# YOUR INSTRUCTIONS
Could each record be written out again exactly as it stands?

=== DATA ===

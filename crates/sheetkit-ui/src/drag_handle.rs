//! Touch drag handle: the grip at the top of a panel.

use crate::panel::PanelHeightController;
use sheetkit_foundation::{DragGesture, DragSignal, TouchEvent};
use sheetkit_ui_graphics::Point;
use std::fmt;
use std::rc::Rc;

/// Binds a [`DragGesture`] to a panel controller.
///
/// The handle keeps the gesture's last position at the drag origin, so every
/// drag step carries the total displacement since the finger went down.
pub struct TouchDragHandle {
    gesture: DragGesture,
    controller: PanelHeightController,
    on_tap: Option<Rc<dyn Fn(Point)>>,
}

impl TouchDragHandle {
    pub fn new(controller: PanelHeightController) -> Self {
        let threshold = controller.config().gestures.drag_threshold;
        Self {
            gesture: DragGesture::with_threshold(threshold),
            controller,
            on_tap: None,
        }
    }

    /// Called when a touch ends without turning into a drag.
    pub fn on_tap(mut self, handler: impl Fn(Point) + 'static) -> Self {
        self.on_tap = Some(Rc::new(handler));
        self
    }

    pub fn controller(&self) -> &PanelHeightController {
        &self.controller
    }

    /// Whether a finger is currently down on the handle.
    pub fn is_pressed(&self) -> bool {
        self.gesture.is_pressed()
    }

    pub fn is_dragging(&self) -> bool {
        self.gesture.is_dragging()
    }

    pub fn handle_touch(&mut self, event: &TouchEvent) {
        let Some(signal) = self.gesture.handle(event) else {
            return;
        };
        match signal {
            DragSignal::Start(origin) => {
                self.gesture.set_last_position(Some(origin));
                self.controller.drag_start();
            }
            DragSignal::Drag(displacement) => self.controller.drag(displacement.y),
            DragSignal::End => self.controller.drag_end(),
            DragSignal::Tap(position) => {
                if let Some(on_tap) = self.on_tap.clone() {
                    on_tap(position);
                }
            }
        }
    }
}

impl fmt::Debug for TouchDragHandle {
    fn fmt(&self, f: &mut fmt::Formatter<'_>) -> fmt::Result {
        f.debug_struct("TouchDragHandle")
            .field("gesture", &self.gesture)
            .field("controller", &self.controller)
            .finish()
    }
}

#[cfg(test)]
mod tests {
    use super::*;
    use crate::panel::{PanelCallbacks, PanelConfig};
    use crate::test_support::StubLayout;
    use sheetkit_core::Scheduler;
    use std::cell::RefCell;

    fn handle(layout: &Rc<StubLayout>, resizing: &Rc<RefCell<Vec<f32>>>) -> TouchDragHandle {
        let sink = resizing.clone();
        let controller = PanelHeightController::new(
            layout.clone(),
            Scheduler::new(),
            PanelConfig::default(),
            PanelCallbacks::new().on_resizing(move |top| sink.borrow_mut().push(top)),
        );
        controller.mount();
        TouchDragHandle::new(controller)
    }

    #[test]
    fn sub_threshold_movement_never_resizes() {
        let layout = StubLayout::new(800.0, 300.0, 300.0);
        let resizing = Rc::new(RefCell::new(Vec::new()));
        let mut handle = handle(&layout, &resizing);

        handle.handle_touch(&TouchEvent::down(Point::new(10.0, 500.0)));
        for dy in [1.0, 3.0, 5.0, 5.9] {
            handle.handle_touch(&TouchEvent::moved(Point::new(10.0, 500.0 + dy)));
        }
        assert!(handle.is_pressed());
        assert!(resizing.borrow().is_empty());
        handle.handle_touch(&TouchEvent::up());
        assert!(!handle.is_pressed());
        assert_eq!(layout.height.get(), 300.0);
    }

    #[test]
    fn displacement_is_measured_from_touch_down() {
        let layout = StubLayout::new(800.0, 300.0, 300.0);
        let resizing = Rc::new(RefCell::new(Vec::new()));
        let mut handle = handle(&layout, &resizing);

        handle.handle_touch(&TouchEvent::down(Point::new(10.0, 500.0)));
        handle.handle_touch(&TouchEvent::moved(Point::new(10.0, 510.0)));
        assert!(handle.is_dragging());
        handle.handle_touch(&TouchEvent::moved(Point::new(10.0, 520.0)));
        handle.handle_touch(&TouchEvent::moved(Point::new(10.0, 560.0)));
        assert_eq!(*resizing.borrow(), vec![520.0, 560.0]);
        assert_eq!(layout.height.get(), 240.0);

        handle.handle_touch(&TouchEvent::up());
        assert!(!handle.is_dragging());
        assert_eq!(
            handle.controller().height(),
            crate::PanelHeight::Px(240.0)
        );
    }

    #[test]
    fn tap_reaches_handler() {
        let layout = StubLayout::new(800.0, 300.0, 300.0);
        let resizing = Rc::new(RefCell::new(Vec::new()));
        let taps = Rc::new(RefCell::new(Vec::new()));
        let sink = taps.clone();
        let mut handle = handle(&layout, &resizing).on_tap(move |p| sink.borrow_mut().push(p));

        handle.handle_touch(&TouchEvent::down(Point::new(4.0, 502.0)));
        handle.handle_touch(&TouchEvent::up());
        assert_eq!(*taps.borrow(), vec![Point::new(4.0, 502.0)]);
    }
}
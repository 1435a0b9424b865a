//! Shared gesture constants for touch handling on panels.
//!
//! # DPI Considerations
//!
//! These values are in logical (device-independent) pixels and milliseconds.
//! [`GestureConfig::for_density`] converts the distance threshold for hosts
//! that feed physical pixels.

use sheetkit_ui_graphics::Dp;

/// Drag threshold in logical pixels.
///
/// A touch has to move at least this far (Euclidean distance) from where it
/// went down before it counts as a drag. Anything shorter is a tap or hold.
pub const DRAG_THRESHOLD: f32 = 6.0;

/// Release speed, in logical pixels per millisecond, above which a drag
/// release is a flick rather than a settle.
pub const FLICK_SPEED_THRESHOLD: f32 = 0.5;

/// Tunable gesture thresholds. Defaults match the constants above.
#[derive(Clone, Copy, Debug, PartialEq)]
pub struct GestureConfig {
    pub drag_threshold: f32,
    pub flick_speed_threshold: f32,
}

impl GestureConfig {
    /// Thresholds for a host that reports positions in physical pixels.
    pub fn for_density(density: f32) -> Self {
        Self {
            drag_threshold: Dp(DRAG_THRESHOLD).to_px(density),
            flick_speed_threshold: Dp(FLICK_SPEED_THRESHOLD).to_px(density),
        }
    }

    pub fn with_drag_threshold(mut self, threshold: f32) -> Self {
        self.drag_threshold = threshold;
        self
    }

    pub fn with_flick_speed_threshold(mut self, threshold: f32) -> Self {
        self.flick_speed_threshold = threshold;
        self
    }
}

impl Default for GestureConfig {
    fn default() -> Self {
        Self {
            drag_threshold: DRAG_THRESHOLD,
            flick_speed_threshold: FLICK_SPEED_THRESHOLD,
        }
    }
}

#[cfg(test)]
mod tests {
    use super::*;

    #[test]
    fn density_scales_thresholds() {
        let config = GestureConfig::for_density(2.0);
        assert_eq!(config.drag_threshold, 12.0);
        assert_eq!(config.flick_speed_threshold, 1.0);
        assert_eq!(GestureConfig::for_density(1.0), GestureConfig::default());
    }
}
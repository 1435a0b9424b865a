//! Core runtime for the sheetkit panel engine.
//!
//! sheetkit is single threaded: gesture handling, layout reads and deferred
//! work all happen on the UI thread. This crate owns the pieces that every
//! other crate shares, namely the [`Scheduler`] used to sequence work after
//! transitions and the [`Clock`] abstraction a host uses to drive it.

pub mod collections;
pub mod platform;
pub mod scheduler;

pub use platform::Clock;
pub use scheduler::{PendingTasks, Scheduler, TaskHandle, TaskId};

pub mod prelude {
    pub use crate::platform::Clock;
    pub use crate::scheduler::{PendingTasks, Scheduler, TaskHandle};
}
#[cfg(feature = "std-hash")]
pub mod map {
    pub use std::collections::{HashMap, HashSet};
}

#[cfg(not(feature = "std-hash"))]
pub mod map {
    pub use rustc_hash::{FxHashMap as HashMap, FxHashSet as HashSet};
}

===

# RESPONSE
filename crates/sheetkit-ui/src/drag_handle.rs
//! Touch drag handle: the grip at the top of a panel.

use crate::panel::PanelHeightController;
use sheetkit_foundation::{DragGesture, DragSignal, TouchEvent};
use sheetkit_ui_graphics::Point;
use std::fmt;
use std::rc::Rc;

/// Binds a [`DragGesture`] to a panel controller.
///
/// The handle keeps the gesture's last position at the drag origin, so every
/// drag step carries the total displacement since the finger went down.
pub struct TouchDragHandle {
    gesture: DragGesture,
    controller: PanelHeightController,
    on_tap: Option<Rc<dyn Fn(Point)>>,
}

impl TouchDragHandle {
    pub fn new(controller: PanelHeightController) -> Self {
        let threshold = controller.config().gestures.drag_threshold;
        Self {
            gesture: DragGesture::with_threshold(threshold),
            controller,
            on_tap: None,
        }
    }

    /// Called when a touch ends without turning into a drag.
    pub fn on_tap(mut self, handler: impl Fn(Point) + 'static) -> Self {
        self.on_tap = Some(Rc::new(handler));
        self
    }

    pub fn controller(&self) -> &PanelHeightController {
        &self.controller
    }

    /// Whether a finger is currently down on the handle.
    pub fn is_pressed(&self) -> bool {
        self.gesture.is_pressed()
    }

    pub fn is_dragging(&self) -> bool {
        self.gesture.is_dragging()
    }

    pub fn handle_touch(&mut self, event: &TouchEvent) {
        let Some(signal) = self.gesture.handle(event) else {
            return;
        };
        match signal {
            DragSignal::Start(origin) => {
                self.gesture.set_last_position(Some(origin));
                self.controller.drag_start();
            }
            DragSignal::Drag(displacement) => self.controller.drag(displacement.y),
            DragSignal::End => self.controller.drag_end(),
            DragSignal::Tap(position) => {
                if let Some(on_tap) = self.on_tap.clone() {
                    on_tap(position);
                }
            }
        }
    }
}

impl fmt::Debug for TouchDragHandle {
    fn fmt(&self, f: &mut fmt::Formatter<'_>) -> fmt::Result {
        f.debug_struct("TouchDragHandle")
            .field("gesture", &self.gesture)
            .field("controller", &self.controller)
            .finish()
    }
}

#[cfg(test)]
mod tests {
    use super::*;
    use crate::panel::{PanelCallbacks, PanelConfig};
    use crate::test_support::StubLayout;
    use sheetkit_core::Scheduler;
    use std::cell::RefCell;

    fn handle(layout: &Rc<StubLayout>, resizing: &Rc<RefCell<Vec<f32>>>) -> TouchDragHandle {
        let sink = resizing.clone();
        let controller = PanelHeightController::new(
            layout.clone(),
            Scheduler::new(),
            PanelConfig::default(),
            PanelCallbacks::new().on_resizing(move |top| sink.borrow_mut().push(top)),
        );
        controller.mount();
        TouchDragHandle::new(controller)
    }

    #[test]
    fn sub_threshold_movement_never_resizes() {
        let layout = StubLayout::new(800.0, 300.0, 300.0);
        let resizing = Rc::new(RefCell::new(Vec::new()));
        let mut handle = handle(&layout, &resizing);

        handle.handle_touch(&TouchEvent::down(Point::new(10.0, 500.0)));
        for dy in [1.0, 3.0, 5.0, 5.9] {
            handle.handle_touch(&TouchEvent::moved(Point::new(10.0, 500.0 + dy)));
        }
        assert!(handle.is_pressed());
        assert!(resizing.borrow().is_empty());
        handle.handle_touch(&TouchEvent::up());
        assert!(!handle.is_pressed());
        assert_eq!(layout.height.get(), 300.0);
    }

    #[test]
    fn displacement_is_measured_from_touch_down() {
        let layout = StubLayout::new(800.0, 300.0, 300.0);
        let resizing = Rc::new(RefCell::new(Vec::new()));
        let mut handle = handle(&layout, &resizing);

        handle.handle_touch(&TouchEvent::down(Point::new(10.0, 500.0)));
        handle.handle_touch(&TouchEvent::moved(Point::new(10.0, 510.0)));
        assert!(handle.is_dragging());
        handle.handle_touch(&TouchEvent::moved(Point::new(10.0, 520.0)));
        handle.handle_touch(&TouchEvent::moved(Point::new(10.0, 560.0)));
        assert_eq!(*resizing.borrow(), vec![520.0, 560.0]);
        assert_eq!(layout.height.get(), 240.0);

        handle.handle_touch(&TouchEvent::up());
        assert!(!handle.is_dragging());
        assert_eq!(
            handle.controller().height(),
            crate::PanelHeight::Px(240.0)
        );
    }

    #[test]
    fn tap_reaches_handler() {
        let layout = StubLayout::new(800.0, 300.0, 300.0);
        let resizing = Rc::new(RefCell::new(Vec::new()));
        let taps = Rc::new(RefCell::new(Vec::new()));
        let sink = taps.clone();
        let mut handle = handle(&layout, &resizing).on_tap(move |p| sink.borrow_mut().push(p));

        handle.handle_touch(&TouchEvent::down(Point::new(4.0, 502.0)));
        handle.handle_touch(&TouchEvent::up());
        assert_eq!(*taps.borrow(), vec![Point::new(4.0, 502.0)]);
    }
}
repository 1435a0b9424b865a
//! Shared gesture constants for touch handling on panels.
//!
//! # DPI Considerations
//!
//! These values are in logical (device-independent) pixels and milliseconds.
//! [`GestureConfig::for_density`] converts the distance threshold for hosts
//! that feed physical pixels.

use sheetkit_ui_graphics::Dp;

/// Drag threshold in logical pixels.
///
/// A touch has to move at least this far (Euclidean distance) from where it
/// went down before it counts as a drag. Anything shorter is a tap or hold.
pub const DRAG_THRESHOLD: f32 = 6.0;

/// Release speed, in logical pixels per millisecond, above which a drag
/// release is a flick rather than a settle.
pub const FLICK_SPEED_THRESHOLD: f32 = 0.5;

/// Tunable gesture thresholds. Defaults match the constants above.
#[derive(Clone, Copy, Debug, PartialEq)]
pub struct GestureConfig {
    pub drag_threshold: f32,
    pub flick_speed_threshold: f32,
}

impl GestureConfig {
    /// Thresholds for a host that reports positions in physical pixels.
    pub fn for_density(density: f32) -> Self {
        Self {
            drag_threshold: Dp(DRAG_THRESHOLD).to_px(density),
            flick_speed_threshold: Dp(FLICK_SPEED_THRESHOLD).to_px(density),
        }
    }

    pub fn with_drag_threshold(mut self, threshold: f32) -> Self {
        self.drag_threshold = threshold;
        self
    }

    pub fn with_flick_speed_threshold(mut self, threshold: f32) -> Self {
        self.flick_speed_threshold = threshold;
        self
    }
}

impl Default for GestureConfig {
    fn default() -> Self {
        Self {
            drag_threshold: DRAG_THRESHOLD,
            flick_speed_threshold: FLICK_SPEED_THRESHOLD,
        }
    }
}

#[cfg(test)]
mod tests {
    use super::*;

    #[test]
    fn density_scales_thresholds() {
        let config = GestureConfig::for_density(2.0);
        assert_eq!(config.drag_threshold, 12.0);
        assert_eq!(config.flick_speed_threshold, 1.0);
        assert_eq!(GestureConfig::for_density(1.0), GestureConfig::default());
    }
}
repository 1435a0b9424b865a
//! Core runtime for the sheetkit panel engine.
//!
//! sheetkit is single threaded: gesture handling, layout reads and deferred
//! work all happen on the UI thread. This crate owns the pieces that every
//! other crate shares, namely the [`Scheduler`] used to sequence work after
//! transitions and the [`Clock`] abstraction a host uses to drive it.

pub mod collections;
pub mod platform;
pub mod scheduler;

pub use platform::Clock;
pub use scheduler::{PendingTasks, Scheduler, TaskHandle, TaskId};

pub mod prelude {
    pub use crate::platform::Clock;
    pub use crate::scheduler::{PendingTasks, Scheduler, TaskHandle};
}
#[cfg(feature = "std-hash")]
pub mod map {
    pub use std::collections::{HashMap, HashSet};
}

#[cfg(not(feature = "std-hash"))]
pub mod map {
    pub use rustc_hash::{FxHashMap as HashMap, FxHashSet as HashSet};
}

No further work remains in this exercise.